Pathways in Living
Research Study Funded!
For mental health consumers, community integration means having a full, independent life within their communities where they make their own decisions about work, housing, relationships, and other life goals. Consumers who have taken NAMI of Greater Chicago’s Pathways in Living (PIL) peer-led education course have told us how PIL has helped them identify their strengths, and set and achieve goals. Now, a new three-year study funded by the National Institute on Disability and Rehabilitation Research (NIDRR) will help us demonstrate just how effective PIL is in improving consumers’ community integration. This research project, “Pathways in Living: Increasing Mental Health Consumers’ Community Integration Through Peer-Led Education” is led by Dr. Sue Pickett-Schenk (UIC Department of Psychiatry) and Suzanne Andriukaitis (NAMI of Greater Chicago), and will be conducted at three Chicago agencies: Thresholds’ Dincin Recovery Center, Heartland Health Outreach, and the Community Mental Health Council.
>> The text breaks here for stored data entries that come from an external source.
//! Graph simulation runner
//!
//! ```text
//! graph_sim [--json] [--print-config] <MODEL> [MODEL OPTIONS...]
//! graph_sim preferential --steps 1000 --links 5 --network-size 5
//! ```

use std::process::ExitCode;

use clap::error::ErrorKind;
use clap::{Parser, ValueEnum};
use sim_core::models::{preferential, small_world, transitive};
use sim_core::{ConfigurationError, Simulation, SimulationError, SimulationSpec};
use tracing_subscriber::EnvFilter;

#[derive(Debug, Clone, Copy, ValueEnum)]
enum Model {
    Basic,
    Preferential,
    Transitive,
    SmallWorld,
}

impl Model {
    fn spec(self) -> SimulationSpec {
        match self {
            Model::Basic => SimulationSpec::basic("basic"),
            Model::Preferential => preferential::spec(),
            Model::Transitive => transitive::spec(),
            Model::SmallWorld => small_world::spec(),
        }
    }
}

/// Command line arguments for the runner
#[derive(Parser, Debug)]
#[command(name = "graph_sim")]
#[command(about = "Agent-based simulation of evolving graphs")]
struct Cli {
    /// Print the final report as JSON
    #[arg(long)]
    json: bool,

    /// Print the effective parameters as TOML and exit without running
    #[arg(long)]
    print_config: bool,

    /// Model to run
    #[arg(value_enum)]
    model: Model,

    /// Options of the model; `graph_sim <MODEL> --help` lists them
    #[arg(trailing_var_arg = true, allow_hyphen_values = true)]
    args: Vec<String>,
}

fn run(cli: Cli) -> Result<(), SimulationError> {
    let spec = cli.model.spec();
    let program = format!("graph_sim {}", spec.name());
    let mut simulation = Simulation::new(spec)?;
    match simulation.parse_args(std::iter::once(program).chain(cli.args)) {
        Err(ConfigurationError::Cli(e))
            if matches!(e.kind(), ErrorKind::DisplayHelp | ErrorKind::DisplayVersion) =>
        {
            e.exit()
        }
        other => other?,
    }

    if cli.print_config {
        print!("{}", simulation.effective_config()?);
        return Ok(());
    }

    let report = simulation.run()?;
    if cli.json {
        let json = serde_json::to_string_pretty(&report)
            .map_err(|e| std::io::Error::new(std::io::ErrorKind::Other, e))?;
        println!("{json}");
    } else {
        println!("{report}");
    }
    Ok(())
}

fn main() -> ExitCode {
    tracing_subscriber::fmt()
        .with_env_filter(
            EnvFilter::try_from_default_env().unwrap_or_else(|_| EnvFilter::new("warn")),
        )
        .with_writer(std::io::stderr)
        .init();

    let cli = Cli::parse();
    match run(cli) {
        Ok(()) => ExitCode::SUCCESS,
        Err(e) => {
            eprintln!("Error: {e}");
            ExitCode::from(e.exit_code())
        }
    }
}
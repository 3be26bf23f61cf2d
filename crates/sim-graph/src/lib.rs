//! Graph substrate for agent-based network simulations.
//!
//! This crate contains the evolving network and nothing else: dense id
//! allocation, storage back-ends, random sampling, and seed generators. It
//! has no notion of agents or time.
//!
//! # Modules
//!
//! - [`ids`]: Dense identifier allocation with hole recycling
//! - [`backend`]: Storage contract and raw representations
//! - [`sparse`] / [`dense`]: Hash-of-sets and boolean-matrix back-ends
//! - [`selector`]: Uniform and preferential-attachment sampling
//! - [`network`]: The [`Graph`] trait and the [`Network`] that implements it
//! - [`shared`]: Scoped single-threaded sharing
//! - [`generators`]: Seed topologies
//! - [`stats`]: Summary statistics

pub mod backend;
pub mod dense;
pub mod error;
pub mod generators;
pub mod ids;
pub mod network;
pub mod selector;
pub mod shared;
pub mod sparse;
pub mod stats;

pub use backend::{Backend, RawGraph};
pub use dense::AdjacencyMatrix;
pub use error::{GraphError, IdError};
pub use ids::{IdentifierStore, NodeId};
pub use network::{DenseGraph, Graph, Network, SparseGraph};
pub use selector::{AttachmentStrategy, RandomSelector};
pub use shared::{DynGraph, SharedGraph};
pub use sparse::AdjacencySets;
pub use stats::{degree_histogram, GraphStats};
//! Driver-level error types.

use std::path::PathBuf;

use sim_agents::AgentError;
use sim_graph::GraphError;
use thiserror::Error;

/// Problems with options, parameters, or the configuration file.
#[derive(Debug, Error)]
pub enum ConfigurationError {
    #[error("option '{0}' is declared more than once")]
    DuplicateOption(String),
    #[error("missing required parameter '{0}'")]
    MissingParameter(String),
    #[error("malformed option '{name}': {reason}")]
    MalformedOption { name: String, reason: String },
    #[error("invalid value for '{name}': {reason}")]
    InvalidValue { name: String, reason: String },
    #[error("cannot read {path}: {source}")]
    Io {
        path: PathBuf,
        #[source]
        source: std::io::Error,
    },
    #[error("TOML parse error: {0}")]
    Toml(#[from] toml::de::Error),
    #[error(transparent)]
    Cli(#[from] clap::Error),
}

/// Problems building a component from the parameter map.
#[derive(Debug, Error)]
pub enum ComponentError {
    #[error("no factory for component '{0}'")]
    FactoryMissing(String),
    #[error("component '{component}' needs parameter '{parameter}'")]
    MissingParameter { component: String, parameter: String },
    #[error("component '{component}': parameter '{parameter}' must be a {expected}")]
    InvalidParameter {
        component: String,
        parameter: String,
        expected: &'static str,
    },
    #[error("component '{component}' rejected its parameters: {reason}")]
    Rejected { component: String, reason: String },
    #[error("node kind '{kind}' has no handler for {missing:?}")]
    MissingHandler { kind: String, missing: Vec<String> },
    #[error("node kind '{0}' is not registered")]
    UnknownKind(String),
}

impl ComponentError {
    /// Attributes a parameter lookup failure to `component`.
    pub fn from_agent(component: &str, error: AgentError) -> Self {
        match error {
            AgentError::MissingParameter(parameter) => ComponentError::MissingParameter {
                component: component.to_string(),
                parameter,
            },
            AgentError::InvalidParameter { name, expected } => ComponentError::InvalidParameter {
                component: component.to_string(),
                parameter: name,
                expected,
            },
            AgentError::UnknownKind(kind) => ComponentError::UnknownKind(kind),
            other => ComponentError::Rejected {
                component: component.to_string(),
                reason: other.to_string(),
            },
        }
    }
}

/// Any failure of [`Simulation`](crate::Simulation).
#[derive(Debug, Error)]
pub enum SimulationError {
    #[error(transparent)]
    Configuration(#[from] ConfigurationError),
    #[error(transparent)]
    Component(#[from] ComponentError),
    #[error(transparent)]
    Agent(#[from] AgentError),
    #[error(transparent)]
    Graph(#[from] GraphError),
    #[error("runtime error: {0}")]
    Io(#[from] std::io::Error),
}

impl SimulationError {
    /// Process exit status for this failure.
    pub fn exit_code(&self) -> u8 {
        match self {
            SimulationError::Configuration(_) | SimulationError::Component(_) => 2,
            _ => 1,
        }
    }
}
//! Agent runtime error types.
//!
//! [`AgentError`] is `Clone` because it is stored inside single-assignment
//! result cells that may be read more than once.

use sim_graph::GraphError;
use thiserror::Error;

use crate::id::AgentId;

/// Failures to route a message.
#[derive(Debug, Clone, PartialEq, Eq, Error)]
pub enum AddressingError {
    #[error("no live agent bound to {0}")]
    NotFound(AgentId),
    #[error("{0} is already bound to a different mailbox")]
    RebindRefused(AgentId),
}

/// Failures to persist or restore agent state.
#[derive(Debug, Clone, PartialEq, Eq, Error)]
pub enum SerializationError {
    #[error("agent kind '{0}' does not support eviction")]
    NotSerializable(String),
    #[error("cannot encode {what}: {reason}")]
    Encode { what: String, reason: String },
    #[error("cannot decode stored agent: {0}")]
    Decode(String),
    #[error("field '{field}' missing or malformed in stored {kind}")]
    Field { kind: String, field: String },
}

/// Errors observed through an [`AsyncResult`](crate::AsyncResult).
#[derive(Debug, Clone, PartialEq, Error)]
pub enum AgentError {
    #[error(transparent)]
    Addressing(#[from] AddressingError),
    #[error("agent store has no entry for {0}")]
    MissingNode(AgentId),
    #[error(transparent)]
    Serialization(#[from] SerializationError),
    #[error(transparent)]
    Graph(#[from] GraphError),
    #[error("no message arrived before the timeout")]
    NoMessage,
    #[error("result not ready after {0:?}")]
    Timeout(std::time::Duration),
    #[error("request dropped before a reply was produced")]
    Shutdown,
    #[error("no node kind registered as '{0}'")]
    UnknownKind(String),
    #[error("{agent} has no handler for '{payload}'")]
    UnsupportedMessage { agent: AgentId, payload: String },
    #[error("missing parameter '{0}'")]
    MissingParameter(String),
    #[error("parameter '{name}' is not a valid {expected}")]
    InvalidParameter { name: String, expected: &'static str },
    #[error("handler '{payload}' panicked: {message}")]
    HandlerPanicked { payload: String, message: String },
    #[error("{0}")]
    Handler(String),
}

impl AgentError {
    /// Free-form handler failure.
    pub fn handler(message: impl Into<String>) -> Self {
        AgentError::Handler(message.into())
    }

    /// Whether the failure is an unknown receiver, which callers may recover
    /// from by creating the target first.
    pub fn is_addressing(&self) -> bool {
        matches!(
            self,
            AgentError::Addressing(_) | AgentError::MissingNode(_)
        )
    }
}

/// Result type of every message handler.
pub type HandlerResult = Result<crate::value::Value, AgentError>;
//! Shared, scoped access to the simulation graph.
//!
//! All agents run on one thread, so the graph lives behind `Rc<RefCell<_>>`.
//! Borrows are scoped guards: they are released when the guard drops and must
//! never be held across a suspension point.

use std::cell::{Ref, RefCell, RefMut};
use std::fmt;
use std::rc::Rc;

use crate::backend::RawGraph;
use crate::network::Graph;

/// Owned graph trait object.
pub type DynGraph = dyn Graph + 'static;

/// Reference-counted handle to the graph shared by a simulation.
#[derive(Clone)]
pub struct SharedGraph {
    inner: Rc<RefCell<Box<DynGraph>>>,
}

impl SharedGraph {
    pub fn new(graph: impl Graph + 'static) -> Self {
        Self::from_boxed(Box::new(graph))
    }

    pub fn from_boxed(graph: Box<DynGraph>) -> Self {
        Self {
            inner: Rc::new(RefCell::new(graph)),
        }
    }

    /// Scoped read access.
    pub fn handle(&self) -> Ref<'_, DynGraph> {
        Ref::map(self.inner.borrow(), |graph| graph.as_ref())
    }

    /// Scoped write access.
    pub fn handle_mut(&self) -> RefMut<'_, DynGraph> {
        RefMut::map(self.inner.borrow_mut(), |graph| graph.as_mut())
    }

    /// Snapshot detached from the live graph.
    pub fn handle_copy(&self) -> Box<DynGraph> {
        self.inner.borrow().boxed_clone()
    }

    /// Hands the raw back-end representation to an analysis function.
    pub fn apply<R>(&self, func: impl FnOnce(RawGraph<'_>) -> R) -> R {
        let graph = self.inner.borrow();
        func(graph.raw())
    }

    /// Runs a closure against the graph.
    pub fn with<R>(&self, func: impl FnOnce(&DynGraph) -> R) -> R {
        let graph = self.handle();
        func(&*graph)
    }

    /// Runs a mutating closure against the graph.
    pub fn with_mut<R>(&self, func: impl FnOnce(&mut DynGraph) -> R) -> R {
        let mut graph = self.handle_mut();
        func(&mut *graph)
    }

    /// Whether both handles point at the same graph.
    pub fn ptr_eq(&self, other: &Self) -> bool {
        Rc::ptr_eq(&self.inner, &other.inner)
    }
}

impl fmt::Debug for SharedGraph {
    fn fmt(&self, f: &mut fmt::Formatter<'_>) -> fmt::Result {
        match self.inner.try_borrow() {
            Ok(graph) => fmt::Debug::fmt(&**graph, f),
            Err(_) => f.write_str("SharedGraph(<borrowed>)"),
        }
    }
}

#[cfg(test)]
mod tests {
    use super::*;
    use crate::network::SparseGraph;

    #[test]
    fn test_copy_is_detached() {
        let shared = SharedGraph::new(SparseGraph::undirected(0));
        shared.with_mut(|graph| graph.add_node().map(|_| ())).unwrap();
        let copy = shared.handle_copy();
        shared.with_mut(|graph| graph.add_node().map(|_| ())).unwrap();
        assert_eq!(copy.number_of_nodes(), 1);
        assert_eq!(shared.handle().number_of_nodes(), 2);
    }

    #[test]
    fn test_apply_exposes_raw_representation() {
        let shared = SharedGraph::new(SparseGraph::directed(0));
        let directed = shared.apply(|raw| match raw {
            RawGraph::Adjacency { predecessors, .. } => predecessors.is_some(),
            RawGraph::Matrix { .. } => false,
        });
        assert!(directed);
    }
}
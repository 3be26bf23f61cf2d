//! Agents and their dispatch tables.
//!
//! An agent is plain state plus a table mapping payload names to handler
//! functions. Handlers borrow the state mutably for the whole invocation,
//! suspensions included; the runtime guarantees only one invocation per agent
//! is in flight.

use std::collections::BTreeMap;
use std::fmt;

use futures::future::LocalBoxFuture;
use sim_graph::NodeId;

use crate::context::AgentContext;
use crate::error::{AgentError, HandlerResult, SerializationError};
use crate::message::Message;
use crate::store::AgentRecord;
use crate::value::Params;

/// Signature of every message handler.
///
/// Write handlers as `fn name<'a>(agent: &'a mut A, ctx: &'a AgentContext,
/// params: Params) -> LocalBoxFuture<'a, HandlerResult>` returning
/// `async move { .. }.boxed_local()`.
pub type Handler<A> =
    for<'a> fn(&'a mut A, &'a AgentContext, Params) -> LocalBoxFuture<'a, HandlerResult>;

/// Payload handled by the kernel when the agent does not define it.
pub const KILL: &str = "kill";

/// Dispatch table of one agent type.
pub struct HandlerTable<A> {
    entries: BTreeMap<&'static str, Handler<A>>,
}

impl<A> HandlerTable<A> {
    pub fn new() -> Self {
        Self {
            entries: BTreeMap::new(),
        }
    }

    /// Adds or replaces the handler for `payload`.
    pub fn on(mut self, payload: &'static str, handler: Handler<A>) -> Self {
        self.entries.insert(payload, handler);
        self
    }

    pub fn get(&self, payload: &str) -> Option<Handler<A>> {
        self.entries.get(payload).copied()
    }

    /// Whether `payload` is accepted, counting kernel payloads.
    pub fn accepts(&self, payload: &str) -> bool {
        payload == KILL || self.entries.contains_key(payload)
    }

    pub fn names(&self) -> Vec<&'static str> {
        self.entries.keys().copied().collect()
    }

    /// Payloads from `required` that the table does not accept.
    pub fn missing<'r>(&self, required: &[&'r str]) -> Vec<&'r str> {
        required
            .iter()
            .copied()
            .filter(|payload| !self.accepts(payload))
            .collect()
    }
}

impl<A> Default for HandlerTable<A> {
    fn default() -> Self {
        Self::new()
    }
}

impl<A> fmt::Debug for HandlerTable<A> {
    fn fmt(&self, f: &mut fmt::Formatter<'_>) -> fmt::Result {
        f.debug_list().entries(self.entries.keys()).finish()
    }
}

/// Behaviour shared by node and service agents.
pub trait Agent: Sized + 'static {
    /// Registered kind, persisted with evicted state.
    const KIND: &'static str;

    fn handlers() -> HandlerTable<Self>;

    /// Whether the agent may be evicted when its mailbox stays idle.
    fn can_be_collected(&self) -> bool {
        false
    }

    /// Declared persistent fields. Transient state (context, graph, mailbox)
    /// is re-established by the runtime on rehydration.
    fn save(&self, _record: AgentRecord) -> Result<AgentRecord, SerializationError> {
        Err(SerializationError::NotSerializable(Self::KIND.to_string()))
    }

    /// Fallback for payloads without a handler.
    fn unsupported_message(&mut self, ctx: &AgentContext, message: &Message) -> HandlerResult {
        Err(AgentError::UnsupportedMessage {
            agent: ctx.id().clone(),
            payload: message.payload.clone(),
        })
    }
}

/// Agents living on graph nodes, built by the node manager.
pub trait NodeAgent: Agent {
    fn create(id: NodeId, params: &Params) -> Result<Self, AgentError>;

    /// Rebuilds an evicted agent from its record.
    fn restore(record: &AgentRecord) -> Result<Self, SerializationError> {
        Err(SerializationError::NotSerializable(record.kind.clone()))
    }
}

#[cfg(test)]
mod tests {
    use super::*;
    use futures::FutureExt;

    use crate::value::Value;

    struct Echo;

    fn echo<'a>(
        _agent: &'a mut Echo,
        _ctx: &'a AgentContext,
        params: Params,
    ) -> LocalBoxFuture<'a, HandlerResult> {
        async move { Ok(params.get("value").cloned().unwrap_or(Value::Null)) }.boxed_local()
    }

    impl Agent for Echo {
        const KIND: &'static str = "echo";

        fn handlers() -> HandlerTable<Self> {
            HandlerTable::new().on("echo", echo)
        }
    }

    #[test]
    fn test_table_reports_missing_payloads() {
        let table = Echo::handlers();
        assert!(table.accepts("echo"));
        assert!(table.accepts(KILL));
        assert_eq!(table.missing(&["echo", "activate", "kill"]), vec!["activate"]);
        assert_eq!(table.names(), vec!["echo"]);
    }

    #[test]
    fn test_default_save_refuses() {
        let record = AgentRecord::new(crate::AgentId::Node(0), Echo::KIND);
        assert_eq!(
            Echo.save(record),
            Err(SerializationError::NotSerializable("echo".into()))
        );
    }
}
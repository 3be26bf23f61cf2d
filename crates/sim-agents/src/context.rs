//! Agent Context
//!
//! The execution context handed to every handler: identity, messaging
//! primitives, suspension points, and access to the shared graph.

use std::cell::{Cell, Ref, RefMut};
use std::fmt;
use std::time::Duration;

use rand::rngs::SmallRng;
use sim_graph::{DynGraph, NodeId, SharedGraph};

use crate::error::{AgentError, HandlerResult};
use crate::id::{services, AgentId};
use crate::result::{AsyncResult, SequenceAsyncResult};
use crate::runtime::Runtime;
use crate::timestamp::RelativeTime;
use crate::value::{Params, Value};

/// Per-recipient parameter computed from the recipient id during a
/// broadcast.
pub struct Projector {
    key: String,
    project: Box<dyn Fn(&AgentId) -> Value>,
}

impl Projector {
    pub fn new(key: impl Into<String>, project: impl Fn(&AgentId) -> Value + 'static) -> Self {
        Self {
            key: key.into(),
            project: Box::new(project),
        }
    }

    pub fn key(&self) -> &str {
        &self.key
    }
}

impl fmt::Debug for Projector {
    fn fmt(&self, f: &mut fmt::Formatter<'_>) -> fmt::Result {
        f.debug_struct("Projector").field("key", &self.key).finish()
    }
}

/// Handle through which an agent acts on the simulation.
pub struct AgentContext {
    id: AgentId,
    runtime: Runtime,
    killed: Cell<bool>,
}

impl AgentContext {
    pub(crate) fn new(id: AgentId, runtime: Runtime) -> Self {
        Self {
            id,
            runtime,
            killed: Cell::new(false),
        }
    }

    pub fn id(&self) -> &AgentId {
        &self.id
    }

    /// The graph node this agent lives on, if it is a node agent.
    pub fn node_id(&self) -> Option<NodeId> {
        self.id.node_id()
    }

    pub fn runtime(&self) -> &Runtime {
        &self.runtime
    }

    /// Enqueues a request and returns its reply cell without waiting.
    ///
    /// An unknown receiver does not fail here: the returned result already
    /// holds the addressing error.
    pub fn send(&self, to: impl Into<AgentId>, payload: &str, params: Params) -> AsyncResult {
        self.runtime.deliver(&self.id, &to.into(), payload, params)
    }

    /// Sends and waits for the reply.
    pub async fn sync_send(
        &self,
        to: impl Into<AgentId>,
        payload: &str,
        params: Params,
    ) -> HandlerResult {
        self.send(to, payload, params).get().await
    }

    /// Sends the same request to every id, in iteration order.
    ///
    /// Each projector adds one parameter computed from the recipient id.
    pub fn send_all(
        &self,
        ids: impl IntoIterator<Item = AgentId>,
        payload: &str,
        params: Params,
        projectors: &[Projector],
    ) -> SequenceAsyncResult {
        let results = ids
            .into_iter()
            .map(|to| {
                let mut params = params.clone();
                for projector in projectors {
                    params.insert(projector.key.clone(), (projector.project)(&to));
                }
                self.runtime.deliver(&self.id, &to, payload, params)
            })
            .collect();
        SequenceAsyncResult::new(results)
    }

    /// Broadcasts and waits for every reply, failing on the first error.
    pub async fn sync_send_all(
        &self,
        ids: impl IntoIterator<Item = AgentId>,
        payload: &str,
        params: Params,
        projectors: &[Projector],
    ) -> Result<Vec<Value>, AgentError> {
        self.send_all(ids, payload, params, projectors).get().await
    }

    /// Lets other agents run.
    pub async fn cooperate(&self) {
        tokio::task::yield_now().await;
    }

    /// Suspends for at least `duration` of wall time.
    pub async fn sleep(&self, duration: Duration) {
        tokio::time::sleep(duration).await;
    }

    /// Stops the agent once the current handler returns. Queued messages are
    /// dropped and their senders observe a shutdown error.
    pub fn kill(&self) {
        self.killed.set(true);
    }

    pub fn is_killed(&self) -> bool {
        self.killed.get()
    }

    /// Shared borrow of the graph. Do not hold it across a suspension point.
    pub fn graph(&self) -> Ref<'_, DynGraph> {
        self.runtime.graph().handle()
    }

    /// Exclusive borrow of the graph. Do not hold it across a suspension
    /// point.
    pub fn graph_mut(&self) -> RefMut<'_, DynGraph> {
        self.runtime.graph().handle_mut()
    }

    pub fn shared_graph(&self) -> &SharedGraph {
        self.runtime.graph()
    }

    /// Runs `func` with the simulation random generator.
    pub fn with_rng<R>(&self, func: impl FnOnce(&mut SmallRng) -> R) -> R {
        self.runtime.with_rng(func)
    }

    pub fn now(&self) -> RelativeTime {
        self.runtime.now()
    }

    /// Writes a line to the simulation log. The timestamp is taken now, not
    /// when the logger gets around to writing it.
    pub fn log(&self, message: impl Into<String>) {
        let message = message.into();
        let logger = AgentId::service(services::LOGGER);
        if !self.runtime.is_registered(&logger) {
            tracing::info!(agent = %self.id, "{message}");
            return;
        }
        self.send(
            logger,
            "log_entry",
            Params::new()
                .with("sender", self.id.clone())
                .with("message", message)
                .with("when", self.now()),
        );
    }

    /// Writes an error record to the simulation log.
    pub fn error(&self, text: impl Into<String>) {
        let text = text.into();
        let logger = AgentId::service(services::LOGGER);
        if !self.runtime.is_registered(&logger) {
            tracing::error!(agent = %self.id, "{text}");
            return;
        }
        self.send(
            logger,
            "error_message",
            Params::new()
                .with("sender", self.id.clone())
                .with("text", text),
        );
    }
}

impl fmt::Debug for AgentContext {
    fn fmt(&self, f: &mut fmt::Formatter<'_>) -> fmt::Result {
        f.debug_struct("AgentContext")
            .field("id", &self.id)
            .field("killed", &self.killed.get())
            .finish()
    }
}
A total of 336 consumers (112 from each agency) will participate in the project and will either receive PIL right away, or nine months later. We will interview all participants at three time points to understand how PIL increases their community integration. This NIDRR-funded study gives us a unique opportunity to provide PIL to consumers throughout Chicago, and to show how peer-led programs like PIL help consumers achieve their self-determined life goals.